··· Source records ···

//! # CDS Core
//!
//! Core date, calendar, and day-count types underpinning the ISDA CDS
//! standard model implementation.
//!
//! This crate provides the foundational building blocks used throughout
//! the curve and credit crates:
//!
//! - **Types**: `Date`, `DateInterval`, `Frequency`, `StubMethod`
//! - **Day Count Conventions**: Industry-standard day count fraction calculations
//! - **Business Day Calendars**: Holiday calendars, bitmap lookups, and a
//!   process-wide calendar cache
//! - **Schedule Generation**: Stub-aware premium accrual schedules
//!
//! ## Design Philosophy
//!
//! - **Type Safety**: Newtypes prevent mixing incompatible values
//! - **Zero-Cost Abstractions**: Trait-based design with no runtime overhead
//! - **Explicit Over Implicit**: Clear, self-documenting APIs
//!
//! ## Example
//!
//! ```rust
//! use cds_core::prelude::*;
//!
//! let start = Date::from_ymd(2025, 6, 20).unwrap();
//! let tenor: DateInterval = "5Y".parse().unwrap();
//! let maturity = tenor.apply(start).unwrap();
//!
//! let dc = DayCountConvention::Act360.to_day_count();
//! let accrual = dc.year_fraction(start, maturity);
//! assert!(accrual > 4.9 && accrual < 5.1);
//! ```

#![warn(missing_docs)]
#![warn(clippy::all)]
#![warn(clippy::pedantic)]
#![allow(clippy::module_name_repetitions)]

pub mod calendars;
pub mod daycounts;
pub mod error;
pub mod schedule;
pub mod types;

/// Prelude module for convenient imports.
pub mod prelude {
    pub use crate::calendars::{BusinessDayConvention, Calendar};
    pub use crate::daycounts::{DayCount, DayCountConvention};
    pub use crate::error::{CoreError, CoreResult};
    pub use crate::schedule::{generate_schedule, Schedule, SchedulePeriod};
    pub use crate::types::{Date, DateInterval, Frequency, StubMethod};
}

// Re-export commonly used types at crate root
pub use error::{CoreError, CoreResult};
pub use schedule::{generate_schedule, Schedule, SchedulePeriod};
pub use types::{Date, DateInterval, Frequency};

···

* [What to work on] Copy each line containing the word "warn" from the data.

* [Exercise response]
#![warn(missing_docs)]
#![warn(clippy::all)]
#![warn(clippy::pedantic)]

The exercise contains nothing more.